▶ **Exercise inputs**
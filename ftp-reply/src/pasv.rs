//! ## AUXILIARY PARSERS
//!
//! Replies and arguments whose text carries a machine-readable payload:
//! the PASV data-channel endpoint, the PORT argument format (its inverse),
//! the SIZE byte count, and the PWD current-directory path.

use crate::{ParseError, Reply};

/// ### PARSE PASV REPLY
///
/// Extracts the first occurrence of `(h1,h2,h3,h4,p1,p2)` from a PASV
/// reply's message, where each element is in `0..=255`, and computes the
/// host as `"h1.h2.h3.h4"` and the port as `p1*256 + p2`.
pub fn parse_pasv_reply(reply: &Reply) -> Result<(String, u16), ParseError> {
    let message = &reply.message;
    let start = message
        .find('(')
        .ok_or_else(|| ParseError::InvalidPasvTuple(message.clone()))?;
    let end = message[start..]
        .find(')')
        .map(|offset| start + offset)
        .ok_or_else(|| ParseError::InvalidPasvTuple(message.clone()))?;

    let numbers: Vec<&str> = message[start + 1..end].split(',').collect();
    if numbers.len() != 6 {
        return Err(ParseError::InvalidPasvTuple(message.clone()));
    }

    let mut parts = [0u16; 6];
    for (slot, text) in parts.iter_mut().zip(numbers.iter()) {
        let value: u16 = text
            .trim()
            .parse()
            .map_err(|_| ParseError::InvalidPasvTuple(message.clone()))?;
        if value > 255 {
            return Err(ParseError::InvalidPasvTuple(message.clone()));
        }
        *slot = value;
    }

    let [h1, h2, h3, h4, p1, p2] = parts;
    let host = format!("{h1}.{h2}.{h3}.{h4}");
    let port = p1 * 256 + p2;
    Ok((host, port))
}

/// ### FORMAT PORT ARGUMENT
///
/// Inverse of [parse_pasv_reply]'s tuple extraction: splits an IPv4
/// address on `.` and emits the six comma-separated decimals expected by
/// the PORT command argument.
pub fn format_port_argument(host: &str, port: u16) -> Result<String, ParseError> {
    let octets: Vec<&str> = host.split('.').collect();
    if octets.len() != 4 || octets.iter().any(|o| o.parse::<u8>().is_err()) {
        return Err(ParseError::InvalidHostAddress(host.to_string()));
    }
    let p1 = port / 256;
    let p2 = port % 256;
    Ok(format!("{},{},{}", octets.join(","), p1, p2))
}

/// ### PARSE SIZE REPLY
///
/// Parses the trimmed message of a 213 reply as a non-negative integer;
/// yields `None` for any other reply code or unparsable message.
pub fn parse_size_reply(reply: &Reply) -> Option<u64> {
    if reply.code != 213 {
        return None;
    }
    reply.message.trim().parse().ok()
}

/// ### PARSE PWD REPLY
///
/// Extracts the first double-quoted substring from a 257 reply; yields
/// `None` for any other reply code or if no quoted substring is present.
pub fn parse_pwd_reply(reply: &Reply) -> Option<String> {
    if reply.code != 257 {
        return None;
    }
    let message = &reply.message;
    let start = message.find('"')?;
    let rest = &message[start + 1..];
    let end = rest.find('"')?;
    Some(rest[..end].to_string())
}
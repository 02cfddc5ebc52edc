// Copyright © 2026 the ftp-rs authors
//
// Permission is hereby granted, free of charge, to any person obtaining a copy
// of this software and associated documentation files (the “Software”), to
// deal in the Software without restriction, including without limitation the
// rights to use, copy, modify, merge, publish, distribute, sublicense, and/or
// sell copies of the Software, and to permit persons to whom the Software is
// furnished to do so, subject to the following conditions:
//
// The above copyright notice and this permission notice shall be included in
// all copies or substantial portions of the Software.
//
// THE SOFTWARE IS PROVIDED “AS IS”, WITHOUT WARRANTY OF ANY KIND, EXPRESS OR
// IMPLIED, INCLUDING BUT NOT LIMITED TO THE WARRANTIES OF MERCHANTABILITY,
// FITNESS FOR A PARTICULAR PURPOSE AND NONINFRINGEMENT. IN NO EVENT SHALL THE
// AUTHORS OR COPYRIGHT HOLDERS BE LIABLE FOR ANY CLAIM, DAMAGES OR OTHER
// LIABILITY, WHETHER IN AN ACTION OF CONTRACT, TORT OR OTHERWISE, ARISING
// FROM, OUT OF OR IN CONNECTION WITH THE SOFTWARE OR THE USE OR OTHER DEALINGS
// IN THE SOFTWARE.

//! # SESSION
//!
//! The façade a caller actually holds: one control channel, one data
//! channel, one transfer engine, bound together with a connection-alive
//! flag, a best-effort working-directory hint, and a slot for the payload
//! of the most recently completed in-memory transfer (what a plain
//! `download("name.txt")` call with no `local_path` hands back).
//!
//! [Session] is `Send + Sync`: every field it owns is already safe to share
//! across the caller's thread and whatever transfer worker threads are in
//! flight, so callers needing to poll a transfer from a different thread
//! than the one that started it can just clone the `Arc<Session>`.
//!
//! [Session]: Session

use std::net::SocketAddr;
use std::sync::atomic::{AtomicBool, Ordering};
use std::sync::{Arc, Mutex};
use std::time::Duration;

use ftp_reply::Reply;

use crate::config::ClientConfig;
use crate::control::ControlChannel;
use crate::dispatch::Dispatcher;
use crate::error::FtpError;
use crate::transfer::{TransferHandle, TransferLaunch, TransferOptions, TransferOutcome, TransferPayload};

/// ## SESSION
///
/// See the [module documentation][self].
pub struct Session {
    control: Arc<ControlChannel>,
    dispatcher: Dispatcher,
    config: ClientConfig,
    connected: AtomicBool,
    cwd_hint: Mutex<Option<String>>,
    last_payload: Mutex<Option<TransferPayload>>,
}

impl Session {
    pub fn new(config: ClientConfig) -> Self {
        let control = Arc::new(ControlChannel::new());
        let dispatcher = Dispatcher::new(control.clone(), config.clone());
        Self {
            control,
            dispatcher,
            config,
            connected: AtomicBool::new(false),
            cwd_hint: Mutex::new(None),
            last_payload: Mutex::new(None),
        }
    }

    /// ### CONNECT
    ///
    /// Dials the control port and reads the server's welcome reply. Does
    /// not log in — call [login] next.
    ///
    /// [login]: Session::login
    pub fn connect(&self, host: &str, port: u16) -> Result<Reply, FtpError> {
        self.control
            .connect(host, port, self.config.connect_timeout, self.config.control_timeout)?;
        let welcome = self.control.recv_reply()?;
        self.connected.store(true, Ordering::SeqCst);
        log::info!("connected to {host}:{port}, server says: {welcome}");
        Ok(welcome)
    }

    pub fn is_connected(&self) -> bool {
        self.connected.load(Ordering::SeqCst) && self.control.is_connected()
    }

    /// `USER`/`PASS`, defaulting to the session's configured anonymous
    /// credentials when not supplied.
    pub fn login(&self, user: Option<&str>, pass: Option<&str>) -> Result<Reply, FtpError> {
        let user = user.unwrap_or(&self.config.default_user);
        let pass = pass.unwrap_or(&self.config.default_pass);
        let reply = self.dispatcher.user(user)?;
        if reply.is_success() {
            return Ok(reply);
        }
        if !reply.is_preliminary() {
            return Ok(reply);
        }
        self.dispatcher.pass(pass)
    }

    pub fn cwd(&self, path: &str) -> Result<Reply, FtpError> {
        let reply = self.dispatcher.cwd(path)?;
        if reply.is_success() {
            *self.cwd_hint.lock().unwrap() = Some(path.to_string());
        }
        Ok(reply)
    }

    pub fn cdup(&self) -> Result<Reply, FtpError> {
        let reply = self.dispatcher.cdup()?;
        if reply.is_success() {
            *self.cwd_hint.lock().unwrap() = None;
        }
        Ok(reply)
    }

    /// The last directory successfully `cwd`'d into by this session, if
    /// any — a hint only, never refreshed by a live `PWD` round trip.
    pub fn cwd_hint(&self) -> Option<String> {
        self.cwd_hint.lock().unwrap().clone()
    }

    /// `PWD`, parsed into the quoted path.
    pub fn pwd(&self) -> Result<Option<String>, FtpError> {
        let reply = self.dispatcher.pwd()?;
        Ok(ftp_reply::parse_pwd_reply(&reply))
    }

    pub fn mkd(&self, path: &str) -> Result<Reply, FtpError> {
        self.dispatcher.mkd(path)
    }

    pub fn rmd(&self, path: &str) -> Result<Reply, FtpError> {
        self.dispatcher.rmd(path)
    }

    pub fn dele(&self, path: &str) -> Result<Reply, FtpError> {
        self.dispatcher.dele(path)
    }

    /// `RNFR`/`RNTO` as one atomic rename.
    pub fn rename(&self, from: &str, to: &str) -> Result<Reply, FtpError> {
        self.dispatcher.rename(from, to)
    }

    /// `SIZE`, parsed into a byte count. `None` if the server did not
    /// answer with 213 (either it lacks SIZE support, or the path does not
    /// exist).
    pub fn size(&self, path: &str) -> Result<Option<u64>, FtpError> {
        let reply = self.dispatcher.size(path)?;
        Ok(ftp_reply::parse_size_reply(&reply))
    }

    pub fn typ(&self, kind: &str) -> Result<Reply, FtpError> {
        self.dispatcher.typ(kind)
    }

    pub fn syst(&self) -> Result<Reply, FtpError> {
        self.dispatcher.syst()
    }

    pub fn noop(&self) -> Result<Reply, FtpError> {
        self.dispatcher.noop()
    }

    /// Negotiates the data channel for the next transfer: PASV if
    /// available to the caller (the common case), else PORT against the
    /// control channel's local address.
    fn negotiate_passive(&self) -> Result<Reply, FtpError> {
        self.dispatcher.pasv()
    }

    fn negotiate_active(&self) -> Result<Reply, FtpError> {
        let local: SocketAddr = self.control.local_addr()?;
        let ephemeral = SocketAddr::new(local.ip(), 0);
        self.dispatcher.port(ephemeral)
    }

    /// ### DOWNLOAD
    ///
    /// Negotiates PASV, queries SIZE for progress reporting, then issues
    /// RETR. On a synchronous, in-memory, successful completion the bytes
    /// are also retained as the session's [last transfer payload][Self::last_payload].
    pub fn download(&self, remote_path: &str, options: TransferOptions) -> Result<TransferLaunch, FtpError> {
        self.negotiate_passive()?;
        let total_size = self.size(remote_path).unwrap_or(None);
        let (_preliminary, launch) = self.dispatcher.retr(remote_path, total_size, options)?;
        self.remember_if_sync(&launch);
        Ok(launch)
    }

    /// ### DOWNLOAD (ACTIVE MODE)
    ///
    /// As [download], but advertises a local listening socket with PORT
    /// instead of negotiating PASV.
    ///
    /// [download]: Session::download
    pub fn download_active(&self, remote_path: &str, options: TransferOptions) -> Result<TransferLaunch, FtpError> {
        self.negotiate_active()?;
        let total_size = self.size(remote_path).unwrap_or(None);
        let (_preliminary, launch) = self.dispatcher.retr(remote_path, total_size, options)?;
        self.remember_if_sync(&launch);
        Ok(launch)
    }

    /// ### UPLOAD
    pub fn upload(&self, remote_path: &str, options: TransferOptions) -> Result<TransferLaunch, FtpError> {
        self.negotiate_passive()?;
        let (_preliminary, launch) = self.dispatcher.stor(remote_path, options)?;
        self.remember_if_sync(&launch);
        Ok(launch)
    }

    /// ### APPEND
    pub fn append(&self, remote_path: &str, options: TransferOptions) -> Result<TransferLaunch, FtpError> {
        self.negotiate_passive()?;
        let (_preliminary, launch) = self.dispatcher.appe(remote_path, options)?;
        self.remember_if_sync(&launch);
        Ok(launch)
    }

    /// `LIST [path]`. The listing bytes end up as the session's last
    /// transfer payload when run in-memory and synchronously.
    pub fn list(&self, path: Option<&str>, options: TransferOptions) -> Result<TransferLaunch, FtpError> {
        self.negotiate_passive()?;
        let (_preliminary, launch) = self.dispatcher.list(path, options)?;
        self.remember_if_sync(&launch);
        Ok(launch)
    }

    /// `NLST [path]`.
    pub fn nlst(&self, path: Option<&str>, options: TransferOptions) -> Result<TransferLaunch, FtpError> {
        self.negotiate_passive()?;
        let (_preliminary, launch) = self.dispatcher.nlst(path, options)?;
        self.remember_if_sync(&launch);
        Ok(launch)
    }

    fn remember_if_sync(&self, launch: &TransferLaunch) {
        if let TransferLaunch::Sync(outcome) = launch {
            self.remember_payload(outcome);
        }
    }

    /// Records a transfer's payload as the session's last-transfer slot.
    /// Intended to be wired in as a transfer's completion callback by
    /// callers who want "fire and forget, then read it back" semantics.
    pub fn remember_payload(&self, outcome: &TransferOutcome) {
        if let TransferOutcome::Completed(payload) = outcome {
            *self.last_payload.lock().unwrap() = Some(payload.clone());
        }
    }

    pub fn last_payload(&self) -> Option<TransferPayload> {
        self.last_payload.lock().unwrap().clone()
    }

    pub fn transfer(&self, id: u64) -> Option<TransferHandle> {
        self.dispatcher.transfers().get(id)
    }

    pub fn transfers(&self) -> Vec<TransferHandle> {
        self.dispatcher.transfers().list()
    }

    pub fn pause_transfer(&self, id: u64) {
        self.dispatcher.transfers().pause(id);
    }

    pub fn resume_transfer(&self, id: u64) {
        self.dispatcher.transfers().resume(id);
    }

    pub fn cancel_transfer(&self, id: u64) {
        self.dispatcher.transfers().cancel(id);
    }

    /// Cancels every transfer that has not already reached a terminal
    /// state.
    pub fn cancel_all_transfers(&self) {
        self.dispatcher.transfers().cancel_all();
    }

    pub fn wait_all_transfers(&self) {
        self.dispatcher.transfers().wait_all(self.config.shutdown_grace);
    }

    /// ### ABORT
    ///
    /// Stand-alone ABOR with no specific transfer in mind. Prefer
    /// [cancel_transfer] when a transfer id is known — it additionally
    /// drains the 426/226 reply pairing as part of that transfer's own
    /// completion sequence.
    ///
    /// [cancel_transfer]: Session::cancel_transfer
    pub fn abort(&self) -> Result<Reply, FtpError> {
        self.dispatcher.abor()
    }

    /// Sends a command this façade does not otherwise model and returns
    /// its reply verbatim.
    pub fn send_raw(&self, command: &str) -> Result<Reply, FtpError> {
        self.dispatcher.send_raw(command)
    }

    /// ### CLOSE
    ///
    /// Cancels every active transfer, waits up to `shutdown_grace` for
    /// their workers to leave the active state, sends `QUIT`, and tears
    /// down the control connection — regardless of whether any of that
    /// failed. A QUIT failure is logged and swallowed rather than
    /// returned, since the control connection is torn down either way.
    pub fn close(&self) -> Result<(), FtpError> {
        self.cancel_all_transfers();
        self.wait_all_transfers();
        if let Err(err) = self.dispatcher.quit() {
            log::warn!("QUIT failed during close: {err}");
        }
        self.connected.store(false, Ordering::SeqCst);
        self.control.disconnect();
        Ok(())
    }
}

#[cfg(test)]
mod tests {
    use super::*;
    use std::io::{Read, Write};
    use std::net::TcpListener;
    use std::thread;

    fn mock_server(port_tx: std::sync::mpsc::Sender<u16>) -> thread::JoinHandle<()> {
        thread::spawn(move || {
            let listener = TcpListener::bind("127.0.0.1:0").unwrap();
            port_tx.send(listener.local_addr().unwrap().port()).unwrap();
            let (mut stream, _) = listener.accept().unwrap();
            stream.write_all(b"220 Welcome\r\n").unwrap();

            let mut buf = [0u8; 256];
            let n = stream.read(&mut buf).unwrap();
            assert_eq!(&buf[..n], b"USER anonymous\r\n");
            stream.write_all(b"331 Need password\r\n").unwrap();

            let n = stream.read(&mut buf).unwrap();
            assert_eq!(&buf[..n], b"PASS anonymous@\r\n");
            stream.write_all(b"230 Logged in\r\n").unwrap();

            let n = stream.read(&mut buf).unwrap();
            assert_eq!(&buf[..n], b"QUIT\r\n");
            stream.write_all(b"221 Bye\r\n").unwrap();
        })
    }

    #[test]
    fn connect_login_and_close_round_trip() {
        let (tx, rx) = std::sync::mpsc::channel();
        let server = mock_server(tx);
        let port = rx.recv().unwrap();

        let session = Session::new(ClientConfig::default());
        let welcome = session.connect("127.0.0.1", port).unwrap();
        assert_eq!(welcome.code, 220);
        assert!(session.is_connected());

        let login_reply = session.login(None, None).unwrap();
        assert_eq!(login_reply.code, 230);

        session.close().unwrap();
        assert!(!session.is_connected());

        server.join().unwrap();
    }

    #[test]
    fn close_swallows_a_quit_failure() {
        let (tx, rx) = std::sync::mpsc::channel();
        let server = thread::spawn(move || {
            let listener = TcpListener::bind("127.0.0.1:0").unwrap();
            tx.send(listener.local_addr().unwrap().port()).unwrap();
            let (mut stream, _) = listener.accept().unwrap();
            stream.write_all(b"220 Welcome\r\n").unwrap();

            let mut buf = [0u8; 256];
            let n = stream.read(&mut buf).unwrap();
            assert_eq!(&buf[..n], b"USER anonymous\r\n");
            stream.write_all(b"331 Need password\r\n").unwrap();

            let n = stream.read(&mut buf).unwrap();
            assert_eq!(&buf[..n], b"PASS anonymous@\r\n");
            stream.write_all(b"230 Logged in\r\n").unwrap();

            // Read the QUIT command and then drop the connection without
            // answering it.
            let _ = stream.read(&mut buf);
        });
        let port = rx.recv().unwrap();

        let session = Session::new(ClientConfig::default());
        session.connect("127.0.0.1", port).unwrap();
        session.login(None, None).unwrap();

        assert!(session.close().is_ok());
        assert!(!session.is_connected());

        server.join().unwrap();
    }
}
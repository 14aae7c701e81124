use tokio::io::{AsyncWrite, AsyncWriteExt};
use tokio::sync::mpsc;

use crate::error::{ChatError, Result};

pub type OutboundReceiver = mpsc::UnboundedReceiver<String>;

/// Kênh ghi ra của một kết nối.
///
/// Mọi dữ liệu gửi cho client đều đi qua kênh này nên thứ tự nhận
/// trùng với thứ tự enqueue. Gửi không bao giờ block.
#[derive(Debug, Clone)]
pub struct Outbound {
    sender: mpsc::UnboundedSender<String>,
}

impl Outbound {
    pub fn channel() -> (Self, OutboundReceiver) {
        let (sender, receiver) = mpsc::unbounded_channel();
        (Self { sender }, receiver)
    }

    /// Gửi nguyên văn, không thêm xuống dòng (dùng cho prompt).
    pub fn send_raw(&self, text: &str) -> Result<()> {
        self.sender
            .send(text.to_string())
            .map_err(|_| ChatError::ConnectionClosed)
    }

    pub fn send_line(&self, line: &str) -> Result<()> {
        self.sender
            .send(format!("{line}\n"))
            .map_err(|_| ChatError::ConnectionClosed)
    }
}

/// Drain `receiver` into `writer` until every `Outbound` handle is dropped,
/// then shut the write side down.
pub async fn run_writer<W>(mut receiver: OutboundReceiver, mut writer: W) -> std::io::Result<()>
where
    W: AsyncWrite + Unpin,
{
    while let Some(chunk) = receiver.recv().await {
        writer.write_all(chunk.as_bytes()).await?;
        writer.flush().await?;
    }
    writer.shutdown().await
}
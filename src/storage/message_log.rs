use crate::common::Message;

/// Which field of a message a search query is matched against.
#[derive(Debug, Clone, Copy, PartialEq, Eq)]
pub enum SearchField {
    Content,
    Sender,
}

/// Append-only in-memory chat history
#[derive(Debug, Default)]
pub struct MessageLog {
    messages: Vec<Message>,
}

impl MessageLog {
    pub fn new() -> Self {
        Self::default()
    }

    pub fn append(&mut self, message: Message) {
        self.messages.push(message);
    }

    /// Linear, case-sensitive substring scan in append order.
    ///
    /// An empty query matches every message.
    pub fn search(&self, query: &str, field: SearchField) -> Vec<String> {
        self.messages
            .iter()
            .filter(|msg| match field {
                SearchField::Content => msg.content.contains(query),
                SearchField::Sender => msg.sender.contains(query),
            })
            .map(Message::format_line)
            .collect()
    }

    pub fn len(&self) -> usize {
        self.messages.len()
    }

    pub fn is_empty(&self) -> bool {
        self.messages.is_empty()
    }
}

▶ **Directions**
Only the lines above starting with the one with "launch) = self.dispatcher.nlst(path, options)?;" and going through the one with "self.dispatcher.transfers().cancel_all();" are to be copied, word for word and with both ends kept.

▶ **Written answer**
        let (_preliminary, launch) = self.dispatcher.nlst(path, options)?;
        self.remember_if_sync(&launch);
        Ok(launch)
    }

    fn remember_if_sync(&self, launch: &TransferLaunch) {
        if let TransferLaunch::Sync(outcome) = launch {
            self.remember_payload(outcome);
        }
    }

    /// Records a transfer's payload as the session's last-transfer slot.
    /// Intended to be wired in as a transfer's completion callback by
    /// callers who want "fire and forget, then read it back" semantics.
    pub fn remember_payload(&self, outcome: &TransferOutcome) {
        if let TransferOutcome::Completed(payload) = outcome {
            *self.last_payload.lock().unwrap() = Some(payload.clone());
        }
    }

    pub fn last_payload(&self) -> Option<TransferPayload> {
        self.last_payload.lock().unwrap().clone()
    }

    pub fn transfer(&self, id: u64) -> Option<TransferHandle> {
        self.dispatcher.transfers().get(id)
    }

    pub fn transfers(&self) -> Vec<TransferHandle> {
        self.dispatcher.transfers().list()
    }

    pub fn pause_transfer(&self, id: u64) {
        self.dispatcher.transfers().pause(id);
    }

    pub fn resume_transfer(&self, id: u64) {
        self.dispatcher.transfers().resume(id);
    }

    pub fn cancel_transfer(&self, id: u64) {
        self.dispatcher.transfers().cancel(id);
    }

    /// Cancels every transfer that has not already reached a terminal
    /// state.
    pub fn cancel_all_transfers(&self) {
        self.dispatcher.transfers().cancel_all();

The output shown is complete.